DIRECTIONS: Among the entries below, please show each line that carries the word "PathBuf".

[Records from a data collection]

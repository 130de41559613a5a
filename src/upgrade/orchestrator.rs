//! Upgrade state machine.
//!
//! `Idle -> PackageOpened -> DependenciesResolved -> Stopping -> Extracting
//! -> Starting -> Done`, or `Failed(stage)` from any step. The staged
//! package is first moved to a name private to the run and that copy is
//! removed however the run ends.

use std::fmt;
use std::fs;
use std::io;
use std::path::PathBuf;

use serde::Serialize;
use tracing::{debug, error, info, warn};
use uuid::Uuid;

use crate::config::Layout;
use crate::control::ServiceControl;
use crate::error::{DaemonError, DaemonResult, NotFoundKind};
use crate::model::Instance;
use crate::storage::remove_if_exists;

use super::archive::PackageArchive;
use super::dependencies::PackageLayout;

/// Step that failed.
#[derive(Debug, Clone, Copy, PartialEq, Eq)]
pub enum UpgradeStage {
    Open,
    Resolve,
    Stop,
    Extract,
    Start,
}

#[derive(Debug, Clone, Copy, PartialEq, Eq)]
pub enum UpgradeState {
    Idle,
    PackageOpened,
    DependenciesResolved,
    Stopping,
    Extracting,
    Starting,
    Done,
    Failed(UpgradeStage),
}

impl fmt::Display for UpgradeState {
    fn fmt(&self, f: &mut fmt::Formatter<'_>) -> fmt::Result {
        match self {
            UpgradeState::Failed(stage) => write!(f, "Failed({:?})", stage),
            other => write!(f, "{:?}", other),
        }
    }
}

/// Outcome of a successful upgrade.
#[derive(Debug, Clone, Default, Serialize)]
pub struct UpgradeReport {
    pub package_root: String,
    /// Affected definition ids.
    pub affected: Vec<String>,
    /// Instances stopped before extraction.
    pub stopped: Vec<String>,
    /// Instances started after extraction.
    pub started: Vec<String>,
    /// Files written.
    pub extracted: usize,
}

/// Removes the claimed package and an emptied staging directory on drop.
struct StagingCleanup {
    package: PathBuf,
    staging_dir: PathBuf,
}

impl Drop for StagingCleanup {
    fn drop(&mut self) {
        if let Err(e) = remove_if_exists(&self.package) {
            warn!(path = %self.package.display(), error = %e, "Failed to delete upgrade package");
        }
        // Only succeeds when nothing else is staged.
        let _ = fs::remove_dir(&self.staging_dir);
    }
}

/// Applies the staged package to the installation root.
pub struct Upgrader<'a> {
    layout: &'a Layout,
    control: &'a dyn ServiceControl,
    state: UpgradeState,
}

impl<'a> Upgrader<'a> {
    pub fn new(layout: &'a Layout, control: &'a dyn ServiceControl) -> Self {
        Self {
            layout,
            control,
            state: UpgradeState::Idle,
        }
    }

    pub fn state(&self) -> UpgradeState {
        self.state
    }

    fn transition(&mut self, next: UpgradeState) {
        info!(from = %self.state, to = %next, "Upgrade state");
        self.state = next;
    }

    fn checked<T>(&mut self, stage: UpgradeStage, result: DaemonResult<T>) -> DaemonResult<T> {
        if let Err(e) = &result {
            error!(stage = ?stage, error = %e, "Upgrade failed");
            self.transition(UpgradeState::Failed(stage));
        }
        result
    }

    /// Run the whole pipeline against `instances`.
    pub fn run(&mut self, instances: &[Instance]) -> DaemonResult<UpgradeReport> {
        let claimed = self.claim_package();
        let package = self.checked(UpgradeStage::Open, claimed)?;
        let _cleanup = StagingCleanup {
            package: package.clone(),
            staging_dir: self.layout.staging_dir.clone(),
        };

        let opened = PackageArchive::open(&package);
        let mut archive = self.checked(UpgradeStage::Open, opened)?;
        self.transition(UpgradeState::PackageOpened);

        let resolved = archive.entries().and_then(|entries| {
            PackageLayout::resolve(
                entries.iter().map(|e| e.path.as_str()),
                &self.layout.module_suffix,
            )
        });
        let package_layout = self.checked(UpgradeStage::Resolve, resolved)?;
        self.transition(UpgradeState::DependenciesResolved);

        let targets: Vec<&Instance> = instances
            .iter()
            .filter(|i| package_layout.affected.contains(&i.id))
            .collect();
        let mut report = UpgradeReport {
            package_root: package_layout.root.clone(),
            affected: package_layout.affected.iter().cloned().collect(),
            ..UpgradeReport::default()
        };
        info!(
            root = %report.package_root,
            affected = ?report.affected,
            instances = targets.len(),
            "Upgrade dependencies resolved"
        );

        self.transition(UpgradeState::Stopping);
        let stopped = self.stop_all(&targets);
        report.stopped = self.checked(UpgradeStage::Stop, stopped)?;

        self.transition(UpgradeState::Extracting);
        let extracted = archive.extract(&package_layout.root, &self.layout.root);
        report.extracted = self.checked(UpgradeStage::Extract, extracted)?;

        self.transition(UpgradeState::Starting);
        let (started, first_error) = self.start_all(&targets);
        report.started = started;
        if let Some(e) = first_error {
            return self.checked(UpgradeStage::Start, Err(e));
        }

        self.transition(UpgradeState::Done);
        Ok(report)
    }

    /// Move the staged package out of the upload slot. A package uploaded
    /// while this run is in progress stays staged for the next one.
    fn claim_package(&self) -> DaemonResult<PathBuf> {
        let staged = self.layout.package_path();
        let claimed = staged.with_file_name(format!(".upgrade.{}.zip", Uuid::new_v4().simple()));
        fs::rename(&staged, &claimed).map_err(|e| {
            if e.kind() == io::ErrorKind::NotFound {
                DaemonError::NotFound {
                    kind: NotFoundKind::Package,
                }
            } else {
                DaemonError::Io(e)
            }
        })?;
        debug!(path = %claimed.display(), "Upgrade package claimed");
        Ok(claimed)
    }

    /// Stop every target not already stopped. The first failure aborts.
    fn stop_all(&self, targets: &[&Instance]) -> DaemonResult<Vec<String>> {
        let mut stopped = Vec::new();
        for instance in targets {
            let status = self.control.query_status(&instance.name)?;
            if status.is_stopping_or_stopped() {
                continue;
            }
            self.control.stop(&instance.name)?;
            stopped.push(instance.name.clone());
        }
        Ok(stopped)
    }

    /// Start every target not already running. Failures are collected and
    /// the remaining targets are still attempted.
    fn start_all(&self, targets: &[&Instance]) -> (Vec<String>, Option<DaemonError>) {
        let mut started = Vec::new();
        let mut first_error = None;

        for instance in targets {
            let already_up = self
                .control
                .query_status(&instance.name)
                .map(|s| s.is_starting_or_running())
                .unwrap_or(false);
            if already_up {
                continue;
            }

            match self.control.start(&instance.name) {
                Ok(()) => started.push(instance.name.clone()),
                Err(e) => {
                    warn!(service = %instance.name, error = %e, "Failed to restart service after upgrade");
                    first_error.get_or_insert(e);
                }
            }
        }

        (started, first_error)
    }
}
//! Managed service contract.

use std::path::PathBuf;

use tracing::Span;

use crate::error::DaemonError;

/// What the host hands a module at creation time.
#[derive(Debug, Clone)]
pub struct ServiceContext {
    /// Span every module log line should be emitted in.
    pub span: Span,
    /// Installation root.
    pub root: PathBuf,
    /// Runtime configuration file, if the instance has one.
    pub config_path: Option<PathBuf>,
}

/// A module run by the generic service host.
///
/// The host calls [`create`](Self::create), then [`run`](Self::run) until
/// it returns, then [`destroy`](Self::destroy). `destroy` is always called
/// once `create` has succeeded.
///
/// # Example
///
/// ```ignore
/// pub struct Idle;
///
/// impl ManagedService for Idle {
///     fn name(&self) -> &'static str { "idle" }
///     fn create(&mut self, _ctx: &ServiceContext) -> Result<(), DaemonError> { Ok(()) }
///     fn run(&mut self, is_running: &dyn Fn() -> bool) {
///         while is_running() {
///             std::thread::sleep(std::time::Duration::from_millis(100));
///         }
///     }
/// }
/// ```
pub trait ManagedService: Send {
    /// Stable module key.
    fn name(&self) -> &'static str;

    /// One-time setup. An error aborts host startup.
    fn create(&mut self, ctx: &ServiceContext) -> Result<(), DaemonError>;

    /// Main loop. Must return soon after `is_running` turns false.
    fn run(&mut self, is_running: &dyn Fn() -> bool);

    /// Release resources acquired in `create`.
    fn destroy(&mut self) {}
}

TASK SOLUTION:
use std::path::PathBuf;
    package: PathBuf,
    staging_dir: PathBuf,
    fn claim_package(&self) -> DaemonResult<PathBuf> {
use std::path::PathBuf;
    pub root: PathBuf,
    pub config_path: Option<PathBuf>,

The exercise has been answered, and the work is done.